1. Albañiles en la cocina y en la cama


    Fecha: 14/11/2022, Categorías: Anal Sexo con Maduras Tabú Autor: Anitaslut44, Fuente: xHamster

    Era una mañana de verano muy calurosa. Al despertar me estiré en la cama y noté que mi adorado Víctor ya no estaba a mi lado. Miré el reloj despertador y vi que marcaba las ocho.
    
    De repente me sobresalté, al oír algunas voces que venían de la cocina.
    
    Me tranquilicé al notar que una de esas voces era la de mi esposo. Entonces recordé lo que me había dicho la mañana anterior. Ese día vendrían unos albañiles a iniciar una remodelación en la cocina y el baño principal. Seguramente Víctor estaba conversando con esos hombres antes de irse a la oficina.
    
    Cerré los ojos otra vez, totalmente amodorrada por el calor.
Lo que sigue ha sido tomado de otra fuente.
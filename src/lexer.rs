//! Turns program text into [Token]s.
//!
//! The [Lexer] is a lazy, finite cursor over the text: it yields tokens on
//! demand, ends with exactly one [Token::EndOfInput], and never fails.
//! Characters that don't start a comment, number or identifier become
//! single character [Token::Symbol]s, leaving it to the parser to judge them.

use once_cell::sync::Lazy;
use regex::Regex;

use crate::{location::Location, token::Token};

static COMMENT: Lazy<Regex> = Lazy::new(|| Regex::new(r"^#[^\n]*").expect("bad comment regex"));
static NUMBER: Lazy<Regex> =
    Lazy::new(|| Regex::new(r"^[0-9]+(?:\.[0-9]+)?").expect("bad number regex"));
static IDENTIFIER: Lazy<Regex> =
    Lazy::new(|| Regex::new(r"^[a-zA-Z][a-zA-Z0-9]*").expect("bad identifier regex"));

const KW_DEF: &str = "def";
const KW_EXTERN: &str = "extern";

pub struct Lexer<'a> {
    text: &'a str,
    // Byte offset of the cursor in `text`.
    pos: usize,
    line: usize,
    col: usize,
    done: bool,
}

/// Lex `text` from its start.
pub fn tokenize(text: &str) -> Lexer<'_> {
    Lexer::new(text)
}

impl<'a> Lexer<'a> {
    pub fn new(text: &'a str) -> Self {
        Self {
            text,
            pos: 0,
            line: 1,
            col: 1,
            done: false,
        }
    }

    /// Location of the cursor.
    pub fn location(&self) -> Location {
        Location::new(self.line, self.col)
    }

    /// Get the next token and where it starts,
    /// or [None] once [Token::EndOfInput] has been returned.
    pub fn next_token(&mut self) -> Option<(Token, Location)> {
        if self.done {
            return None;
        }
        loop {
            self.skip_whitespace();
            let loc = self.location();
            let rest = &self.text[self.pos..];
            let Some(c) = rest.chars().next() else {
                self.done = true;
                return Some((Token::EndOfInput, loc));
            };

            if let Some(m) = COMMENT.find(rest) {
                self.bump(m.len());
                continue;
            }

            if let Some(m) = NUMBER.find(rest) {
                let value: f64 = m
                    .as_str()
                    .parse()
                    .expect("number pattern only admits float literals");
                // Literals too large for an f64 saturate instead of becoming inf.
                let value = if value.is_finite() { value } else { f64::MAX };
                self.bump(m.len());
                return Some((Token::Number(value), loc));
            }

            if let Some(m) = IDENTIFIER.find(rest) {
                let token = match m.as_str() {
                    KW_DEF => Token::Def,
                    KW_EXTERN => Token::Extern,
                    ident => Token::Identifier(ident.to_string()),
                };
                self.bump(m.len());
                return Some((token, loc));
            }

            self.bump(c.len_utf8());
            return Some((Token::Symbol(c), loc));
        }
    }

    fn skip_whitespace(&mut self) {
        let rest = &self.text[self.pos..];
        let ws = rest.len() - rest.trim_start().len();
        self.bump(ws);
    }

    // Move the cursor `len` bytes ahead, keeping line and column up to date.
    fn bump(&mut self, len: usize) {
        for c in self.text[self.pos..self.pos + len].chars() {
            if c == '\n' {
                self.line += 1;
                self.col = 1;
            } else {
                self.col += 1;
            }
        }
        self.pos += len;
    }
}

impl Iterator for Lexer<'_> {
    type Item = (Token, Location);

    fn next(&mut self) -> Option<Self::Item> {
        self.next_token()
    }
}

#[cfg(test)]
mod tests {
    use super::*;

    fn tokens(text: &str) -> Vec<Token> {
        tokenize(text).map(|(tok, _)| tok).collect()
    }

    #[test]
    fn definition() {
        assert_eq!(
            tokens("def foo(x y) x+y*2.5"),
            vec![
                Token::Def,
                Token::Identifier("foo".into()),
                Token::Symbol('('),
                Token::Identifier("x".into()),
                Token::Identifier("y".into()),
                Token::Symbol(')'),
                Token::Identifier("x".into()),
                Token::Symbol('+'),
                Token::Identifier("y".into()),
                Token::Symbol('*'),
                Token::Number(2.5),
                Token::EndOfInput,
            ]
        );
    }

    #[test]
    fn long_identifiers_and_keywords() {
        assert_eq!(
            tokens("extern definitely extern2 def x123abc"),
            vec![
                Token::Extern,
                Token::Identifier("definitely".into()),
                Token::Identifier("extern2".into()),
                Token::Def,
                Token::Identifier("x123abc".into()),
                Token::EndOfInput,
            ]
        );
    }

    #[test]
    fn comments_are_skipped() {
        assert_eq!(
            tokens("# a comment ( , def\n  42 # trailing"),
            vec![Token::Number(42.0), Token::EndOfInput]
        );
    }

    #[test]
    fn unknown_characters_are_symbols() {
        assert_eq!(
            tokens("$ 1.5.2 é"),
            vec![
                Token::Symbol('$'),
                Token::Number(1.5),
                Token::Symbol('.'),
                Token::Number(2.0),
                Token::Symbol('é'),
                Token::EndOfInput,
            ]
        );
    }

    #[test]
    fn huge_numbers_saturate() {
        let huge = format!("1{}", "0".repeat(400));
        assert_eq!(
            tokens(&format!("{huge} {huge}.5")),
            vec![
                Token::Number(f64::MAX),
                Token::Number(f64::MAX),
                Token::EndOfInput
            ]
        );
    }

    #[test]
    fn exactly_one_end_of_input() {
        let mut lexer = tokenize("   \n\t ");
        assert_eq!(lexer.next().map(|(tok, _)| tok), Some(Token::EndOfInput));
        assert_eq!(lexer.next(), None);
        assert_eq!(lexer.next(), None);
        assert_eq!(tokens(""), vec![Token::EndOfInput]);
    }

    #[test]
    fn locations() {
        let locs: Vec<_> = tokenize("a +\n  12 # c\nb").map(|(_, loc)| loc).collect();
        assert_eq!(
            locs,
            vec![
                Location::new(1, 1),
                Location::new(1, 3),
                Location::new(2, 3),
                Location::new(3, 1),
                Location::new(3, 2),
            ]
        );
    }

    #[test]
    fn fresh_lexer_restarts() {
        let text = "foo(1, 2)";
        assert_eq!(tokens(text), tokens(text));
    }
}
Estaba casi desnuda en la cama, con tanto calor, apenas usaba una diminuta tanga negra por las noches.
    
    Cuando volví a despertar, el reloj marcaba casi las diez.
    
    Presté atención a lo que sucedía abajo en la cocina, pero solo pude escuchar que los albañiles hablaban en guaraní; por lo que supuse, debían ser paraguayos seguramente…
    
    Esa mañana estaba particularmente ultra caliente. Hacía varios días que Víctor no me cogía; siempre con la excusa de estar estresado y agotado por el trabajo. Yo me las arreglaba bastante bien con mis dedos y algunos juguetes; pero esa mañana sentía que eso solo no iba a alcanzarme.
    
    Necesitaba verga, una buena verga dura con acento guaraní…
    
    Así como estaba tendida boca arriba en la cama, comencé por acariciarme las tetas, poniendo bien duros mis pezones. Luego fui bajando mis manos por mi cintura y mi vientre hasta llegar a mi entrepierna; me lamí un dedo y con el mismo empecé a acariciarme el clítoris; con la otra mano seguía acariciándome las tetas alternadamente.
    
    Me detuve un momento para quitarme la tanga y luego rebusqué en el desorden de mi mesa de luz, hasta encontrar mi juguete favorito: un enorme vibrador de color negro con forma de pene. Muy realista, con las venas marcadas en la silicona y una tremenda cabeza para friccionarme bien las paredes internas de mi humedecida vagina. Lo encendí y me cubrí el cuerpo con la sábana; para tratar de atenuar un poco la vibración. Lo único que me faltaba era ser descubierta por un albañil mientras me masturbaba en mi propia cama…
    
    Coloqué el vibrador a la altura de mi clítoris y metí primero dos dedos y luego tres en mi dilatada vagina. Comencé a sacarlos y meterlos haciendo movimientos circulares, mientras mi juguete acariciaba mi inflamado clítoris.
    
    Antes de acabar empecé a meter directamente el vibrador hasta el fondo de mi vagina; imitando movimientos como si me estuvieran cogiendo.
    
    Tuve que morder una almohada para que no se oyeran mis gemidos de placer y seguí un poco más hasta que sentí una tremenda descarga de electricidad por todo el cuerpo; un orgasmo imposible me invadió de repente, haciéndome vibrar por cada poro de mi piel. Me estremecí, se tensaron todos los músculos de mi cuerpo y grité de placer, pero mordí la almohada para que esos hombres no me oyeran allá abajo…
    
    Me quedé descansando boca arriba sobre la cama, con el ...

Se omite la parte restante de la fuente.